American healthcare company

HealthCentral is an American privately owned digital health media company. The company owns and operates consumer health brands HealthCentral.com, TheBody.com, and PatientPower.info, as well as brands for medical professionals including MedCentral.com, TheBodyPro.com, and OncologyNewsCentral.com (formerly OBR Oncology).

==History==

HealthCentral was founded by an emergency department doctor in 1999. The company was later acquired by a group of venture investors in 2005. Initial investments were made from Polaris Venture Partners, Sequoia Capital, The Carlyle Group, and Allen & Company.

InterActiveCorp made a significant minority investment in the company in 2008, and the initial group of investors joined in the round of funding to reinvest in HealthCentral. Later that year, the company bought HIV/AIDS websites TheBody.com and TheBodyPro.com.

In 2011, HealthCentral was acquired by Remedy Health Media, a digital health information and technology provider. Within two years of the purchase, the company was recognized by Crain's New York Business as one of the Top 50 Fastest Growing Companies of 2013. In 2017, Remedy Health Media was acquired by private equity firm Topspin Partners.

In 2019, Remedy Health Media purchased clinician-oriented Vertical Health, incorporating multiple patient and professional health websites into the company's portfolio. The following year, the company acquired Oncology Business Review, an oncology-focused digital media company, and PatientPower.info, a consumer-focused cancer patient network.
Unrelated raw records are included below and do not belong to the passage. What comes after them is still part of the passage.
/// Apply for leave
#[utoipa::path(
    post,
    path = "/api/leaves/apply",
    request_body = ApplyLeave,
    responses(
        (status = 201, description = "Leave submitted", body = Object, example = json!({"message": "Leave applied successfully", "id": 12, "days": 1.5})),
        (status = 400, description = "Invalid dates, overlap or insufficient balance"),
        (status = 403, description = "Applying for someone else"),
        (status = 404, description = "Employee not found")
    ),
    security(("bearer_auth" = [])),
    tag = "Leave"
)]
pub async fn apply_leave(
    auth: AuthUser,
    pool: web::Data<MySqlPool>,
    config: web::Data<Config>,
    notifier: web::Data<Notifier>,
    payload: web::Json<ApplyLeave>,
) -> ApiResult<HttpResponse> {
    let payload = payload.into_inner();
    let (from, to) = parse_range(&payload.from_date, &payload.to_date)?;
    let from_session = payload.from_session.unwrap_or_default();
    let to_session = payload.to_session.unwrap_or_default();

    let emp = require_employee(pool.get_ref(), &payload.employee_id.as_key()).await?;
    if !auth.is_admin() && auth.employee_id != Some(emp.id) {
        return Err(ApiError::forbidden("You can only apply leave for yourself"));
    }

    let code = payload.leave_type.trim().to_ascii_uppercase();
    let leave_type = leave_types(pool.get_ref())
        .await?
        .into_iter()
        .find(|t| t.code == code)
        .ok_or_else(|| ApiError::bad_request(format!("Unknown leave type '{}'", payload.leave_type)))?;

    let calendar = calendar_between(pool.get_ref(), from, to).await?;
    let days = leave_days(&calendar, from, to, from_session, to_session);
    if days <= 0.0 {
        return Err(ApiError::bad_request("Selected dates contain no working days"));
    }

    if has_open_overlap(pool.get_ref(), RequestKind::Leave, emp.id, from, to).await? {
        return Err(ApiError::bad_request("Leave already applied for this date range"));
    }
    if has_open_overlap(pool.get_ref(), RequestKind::Wfh, emp.id, from, to).await? {
        return Err(ApiError::bad_request("A WFH request already exists for this date range"));
    }

    if !leave_type.is_unlimited() {
        let available = balances_for(pool.get_ref(), &emp, from.year())
            .await?
            .into_iter()
            .find(|b| b.code == leave_type.code)
            .map(|b| b.available)
            .unwrap_or(0.0);
        if days > available {
            return Err(ApiError::bad_request(format!(
                "Insufficient leave balance. Available: {} day(s), requested: {} day(s)",
                available, days
            )));
        }
    }

    let id = sqlx::query(
        r#"
        INSERT INTO leaves
            (employee_id, leave_type, from_date, to_date, from_session, to_session, days, reason, notify_to)
        VALUES (?, ?, ?, ?, ?, ?, ?, ?, ?)
        "#,
    )
    .bind(emp.id)
    .bind(&leave_type.code)
    .bind(from)
    .bind(to)
    .bind(from_session.as_ref())
    .bind(to_session.as_ref())
    .bind(days)
    .bind(&payload.reason)
    .bind(&payload.notify_to)
    .execute(pool.get_ref())
    .await?
    .last_insert_id();

    info!(id, employee_id = %emp.employee_id, leave_type = %leave_type.code, days, "Leave applied");

    spawn_review_email(
        pool.get_ref().clone(),
        config.get_ref().clone(),
        notifier.get_ref().clone(),
        NewApplication {
            kind: RequestKind::Leave,
            id,
            employee: emp,
            from,
            to,
            details: vec![("LEAVE TYPE", leave_type.name), ("DAYS", days.to_string())],
            reason: payload.reason,
            notify_to: payload.notify_to,
        },
    );

    Ok(HttpResponse::Created().json(json!({"message": "Leave applied successfully", "id": id, "days": days})))
}

/// Pending leave requests to review
#[utoipa::path(
    get,
    path = "/api/leaves/pending",
    responses((status = 200, description = "Pending requests", body = [LeaveView]), (status = 403, description = "Manager/Admin only")),
    security(("bearer_auth" = [])),
    tag = "Leave"
)]
pub async fn pending_leaves(auth: AuthUser, pool: web::Data<MySqlPool>) -> ApiResult<HttpResponse> {
    auth.require_manager_or_admin()?;

    let rows = if auth.is_admin() {
        sqlx::query_as::<_, LeaveView>(&format!(
            "{} WHERE l.status = 'Pending' ORDER BY l.created_at DESC",
            LEAVE_VIEW
        ))
        .fetch_all(pool.get_ref())
        .await?
    } else {
        sqlx::query_as::<_, LeaveView>(&format!(
            r#"{} WHERE l.status = 'Pending'
              AND l.employee_id IN (
                  SELECT tm.employee_id FROM team_members tm
                  JOIN teams t ON t.id = tm.team_id
                  WHERE t.manager_id = ?
              )
            ORDER BY l.created_at DESC"#,
            LEAVE_VIEW
        ))
        .bind(auth.require_employee_id()?)
        .fetch_all(pool.get_ref())
        .await?
    };

    Ok(HttpResponse::Ok().json(rows))
}

/// Leave balance per type
#[utoipa::path(
    get,
    path = "/api/leaves/balance/{employee_id}",
    params(("employee_id" = String, Path, description = "Business code or numeric id"), YearQuery),
    responses(
        (status = 200, description = "Balances", body = Object, example = json!({
            "year": 2026,
            "balances": [{"code": "CL", "name": "Casual Leave", "allocated": 12.0, "used": 2.0, "pending": 1.0, "available": 9.0, "unlimited": false}],
            "total": 9.0
        })),
        (status = 404, description = "Employee not found")
    ),
    security(("bearer_auth" = [])),
    tag = "Leave"
)]
pub async fn leave_balance(
    auth: AuthUser,
    pool: web::Data<MySqlPool>,
    config: web::Data<Config>,
    path: web::Path<String>,
    query: web::Query<YearQuery>,
) -> ApiResult<HttpResponse> {
    let emp = require_employee(pool.get_ref(), &path).await?;
    auth.require_self_or_reviewer(emp.id)?;

    let year = query
        .year
        .unwrap_or_else(|| local_now(config.tz_offset_minutes).year());
    let balances = balances_for(pool.get_ref(), &emp, year).await?;
    let total: f64 = balances.iter().filter(|b| !b.unlimited).map(|b| b.available).sum();

    Ok(HttpResponse::Ok().json(json!({"year": year, "balances": balances, "total": total})))
}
Amulet Capital Partners, a private equity firm focused on healthcare, acquired Remedy Health Media in 2021. The company appointed Steve Zatz, M.D., as chairman and CEO in September 2022. In June 2023, Remedy Health Media was renamed HealthCentral Corporation after its flagship digital brand. In November 2023, the company launched MedCentral.com, a medical website geared toward physicians and other health care professionals who care for patients with chronic and serious illness.

==Company==

HeathCentral Corporation owns multiple websites with a focus on healthcare information for patients and professionals.

HealthCentral.com is a digital health destination serving patients living with chronic and serious illness, their partners, and the health professionals who care for them. The website covers more than 200 conditions, using expert contributors and a medical review board to oversee the accuracy of content.

Founded in 1995, TheBody.com provides medically reviewed information as well as news, support, and personal experiences on HIV and related issues to help people diagnosed with HIV/AIDS. Founded in 2002, TheBodyPro.com is a digital site to inform and support professionals who work in HIV education, prevention, care, and services.

PatientPower.info provides patients and caregivers dealing with cancer and other serious and chronic conditions with information from healthcare experts as well as personal accounts to assist them to get the best medical treatment possible.

OncologyNewsCentral.com (formerly OBR Oncology) is a digital media outlet focused exclusively on oncology, serving healthcare professionals and the industry that supports them.

HealthCentral Guides are condition-specific patient education magazines and publications distributed free of charge to physician waiting rooms across the U.S.

MedCentral.com is a medical website for physicians and health care professionals who care for patients with chronic and serious illness.

==Awards==

In 2023, the company's brands won 16 awards at the 25th anniversary Digital Health Awards, which honors the best digital health resources; the brands also won 11 Digital Health Awards in fall 2022. HealthCentral.com was named the Healthcare Consumer Media Brand of 2023 by Medical Marketing and Media (MM+M). The site won this same award in 2022 and 2016. In 2021, HealthCentral.com won the long-form feature category in the Folio Eddie & Ozzie Awards, which recognize excellence in both print and digital editorial content and design. In 2020, the site won two awards at the Digital Health Awards.